Osteoarthritis of the shoulder joint

Shoulder Arthritis / OA / Wear & Tear


Osteoarthritis is a progressive degeneration of the joints. It results when the protective surface (cartilage) that allows the joint to move smoothly is damaged. Over time this cartilage is worn away and adjacent bones are remodeled as the joint becomes increasingly abnormal and ‘rusty’, resulting in pain and stiffness.
Osteoarthritis of the shoulder is less common in comparison to many other joints, principally the hips, knees, and hands. It is nonetheless a debilitating problem and can have a significant impact on the patient’s life.

Possible causes

Traditionally thought of as a ‘wear and tear’ phenomenon the cause of osteoarthritis is generally unknown however several contributing factors have been identified these include; prior shoulder surgery, history of trauma, inflammatory conditions (mainly Rheumatoid arthritis), and shoulder overuse. Individuals particularly at risk are those who engage in high intensity overhead activities such as weightlifters and racquet sport players.
Rheumatoid arthritis is a widespread disease found throughout the body in which the patients own immune system mistakenly attacks the joints causing widespread inflammation and damage.


Patients with arthritis of the shoulder will classically complain of a stiff and painful shoulder, with a limited range of movement.

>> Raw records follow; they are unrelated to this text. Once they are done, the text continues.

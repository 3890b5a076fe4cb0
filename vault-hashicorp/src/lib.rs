//! HashiCorp Vault secret resolver.
//!
//! Reads and writes single-value secrets in a KV v2 mount. Requests are
//! retried and guarded by a circuit breaker; recently read values are served
//! from memory while Vault is unreachable. Tokens come from configuration or
//! a Kubernetes login and are renewed in the background.

pub mod client;
pub mod config;
pub mod error;
pub mod provider;
pub mod renewal;
pub mod secrets;

pub use client::{VaultClient, validate_key};
pub use config::{VaultAuth, VaultSettings};
pub use error::{VaultError, VaultResult};
pub use provider::{SecretMetadata, Vault};
pub use renewal::TokenRenewTask;
pub use secrets::{HealthResponse, HealthStatus, TokenLookupData};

Description of pain and stiffness that intensifies with use is common as is painful interruption of sleep. “Catching” and “noise” heard during movement is another routine finding.

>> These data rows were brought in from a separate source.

//! Circuit breaker implementation for resilience.
//!
//! Protects callers from hammering a remote dependency that keeps failing.
//! All transitions happen under a single lock so the state and its counters
//! always move together.

use std::time::{Duration, Instant};
use tokio::sync::Mutex;
use tracing::{info, warn};

/// Circuit breaker state.
#[derive(Debug, Clone, Copy, PartialEq, Eq)]
pub enum CircuitState {
    /// Circuit is closed, requests are allowed
    Closed,
    /// Circuit is open, requests are rejected
    Open,
    /// Circuit is half-open, limited requests are allowed to test recovery
    HalfOpen,
}

/// Circuit breaker configuration.
#[derive(Debug, Clone)]
pub struct CircuitBreakerConfig {
    /// Number of consecutive failures before opening the circuit
    pub failure_threshold: u32,
    /// Number of consecutive successes in half-open state to close the circuit
    pub success_threshold: u32,
    /// Time to wait before transitioning from open to half-open
    pub timeout: Duration,
    /// Maximum requests allowed in half-open state
    pub half_open_max_requests: u32,
}

impl Default for CircuitBreakerConfig {
    fn default() -> Self {
        Self {
            failure_threshold: 5,
            success_threshold: 2,
            timeout: Duration::from_secs(30),
            half_open_max_requests: 3,
        }
    }
}

impl CircuitBreakerConfig {
    /// Set the failure threshold (at least 1).
    #[must_use]
    pub fn with_failure_threshold(mut self, threshold: u32) -> Self {
        self.failure_threshold = threshold.max(1);
        self
    }

    /// Set the success threshold (at least 1).
    #[must_use]
    pub fn with_success_threshold(mut self, threshold: u32) -> Self {
        self.success_threshold = threshold.max(1);
        self
    }

    /// Set the open-state timeout.
    #[must_use]
    pub const fn with_timeout(mut self, timeout: Duration) -> Self {
        self.timeout = timeout;
        self
    }

    /// Set the number of trial requests admitted while half-open.
    #[must_use]
    pub fn with_half_open_max_requests(mut self, max: u32) -> Self {
        self.half_open_max_requests = max.max(1);
        self
    }
}

#[derive(Debug)]
struct Inner {
    state: CircuitState,
    failures: u32,
    successes: u32,
    half_open_requests: u32,
    opened_at: Option<Instant>,
}

impl Inner {
    const fn closed() -> Self {
        Self {
            state: CircuitState::Closed,
            failures: 0,
            successes: 0,
            half_open_requests: 0,
            opened_at: None,
        }
    }

    fn trip(&mut self) {
        self.state = CircuitState::Open;
        self.successes = 0;
        self.half_open_requests = 0;
        self.opened_at = Some(Instant::now());
    }
}

/// Circuit breaker guarding one remote service.
///
/// - Closed: normal operation; consecutive failures are counted
/// - Open: every request is rejected until `timeout` has elapsed
/// - Half-Open: up to `half_open_max_requests` trial requests; one failure
///   re-opens, `success_threshold` successes close
#[derive(Debug)]
pub struct CircuitBreaker {
    name: String,
    config: CircuitBreakerConfig,
    inner: Mutex<Inner>,
}

impl CircuitBreaker {
    /// Create a new circuit breaker for the named service.
    #[must_use]
    pub fn new(name: impl Into<String>, config: CircuitBreakerConfig) -> Self {
        Self {
            name: name.into(),
            config,
            inner: Mutex::new(Inner::closed()),
        }
    }

    /// Create a circuit breaker with default configuration.
    #[must_use]
    pub fn with_defaults(name: impl Into<String>) -> Self {
        Self::new(name, CircuitBreakerConfig::default())
    }

    /// Name of the guarded service.
    #[must_use]
    pub fn name(&self) -> &str {
        &self.name
    }

    /// Check if a request is allowed.
    ///
    /// Returns `true` if the request should proceed, `false` if it should be rejected.
    pub async fn allow_request(&self) -> bool {
        let mut inner = self.inner.lock().await;
        match inner.state {
            CircuitState::Closed => true,
            CircuitState::Open => {
                let elapsed = inner
                    .opened_at
                    .is_some_and(|opened| opened.elapsed() >= self.config.timeout);
                if elapsed {
                    inner.state = CircuitState::HalfOpen;
                    inner.successes = 0;
                    inner.half_open_requests = 1;
                    info!(service = %self.name, "Circuit breaker half-open, probing");
                    true
                } else {
                    false
                }
            }
            CircuitState::HalfOpen => {
                if inner.half_open_requests < self.config.half_open_max_requests {
                    inner.half_open_requests += 1;
                    true
                } else {
                    false
                }
            }
        }
    }

    /// Record a successful request.
    pub async fn record_success(&self) {
        let mut inner = self.inner.lock().await;
        match inner.state {
            CircuitState::Closed => inner.failures = 0,
            CircuitState::HalfOpen => {
                inner.successes += 1;
                if inner.successes >= self.config.success_threshold {
                    *inner = Inner::closed();
                    info!(service = %self.name, "Circuit breaker closed");
                }
            }
            CircuitState::Open => {}
        }
    }

    /// Record a failed request.
    pub async fn record_failure(&self) {
        let mut inner = self.inner.lock().await;
        match inner.state {
            CircuitState::Closed => {
                inner.failures += 1;
                if inner.failures >= self.config.failure_threshold {
                    inner.trip();
                    warn!(
                        service = %self.name,
                        failures = inner.failures,
                        "Circuit breaker opened"
                    );
                }
            }
            CircuitState::HalfOpen => {
                inner.failures += 1;
                inner.trip();
                warn!(service = %self.name, "Circuit breaker re-opened after failed trial request");
            }
            CircuitState::Open => {}
        }
    }

    /// Get the current circuit state.
    pub async fn state(&self) -> CircuitState {
        self.inner.lock().await.state
    }

    /// Get the current consecutive failure count.
    pub async fn failure_count(&self) -> u32 {
        self.inner.lock().await.failures
    }

    /// Reset the circuit breaker to closed state.
    pub async fn reset(&self) {
        *self.inner.lock().await = Inner::closed();
    }
}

Osteoarthritis is usually diagnosed by a combination of clinical examination and history of the presenting complaint. Prior to proceeding with treatment, X-rays may be taken to evaluate the extent of any damage which may be helpful in deciding upon the most suitable treatment.


Non-operative Management

Non-operative treatment should always be exhausted prior to proceeding with any form of surgery. Possible non-operative options available include:
1. Physiotherapy – to prevent any further stiffness and regain range of motion
2. Painkillers and anti-inflammatories – mild/ moderate pain killers and anti-inflammatory medications may be taken to provide symptomatic relief. However these drugs are in no way curative and will not alter the course of the disease.
3. Ultrasound guided steroid injections are often given to provide short-term relief to the patient, though this period is unpredictable due to the wide variability of the disease. Repeated injections should not be given as a long term cure as they can cause further damage to the joint.
4. Hyaluronan injections – have been shown to be beneficial for early arthritis and where surgery is contraindicated. They seem to provide longer benefit than steroid injections with less side-effects. However, they are more costly.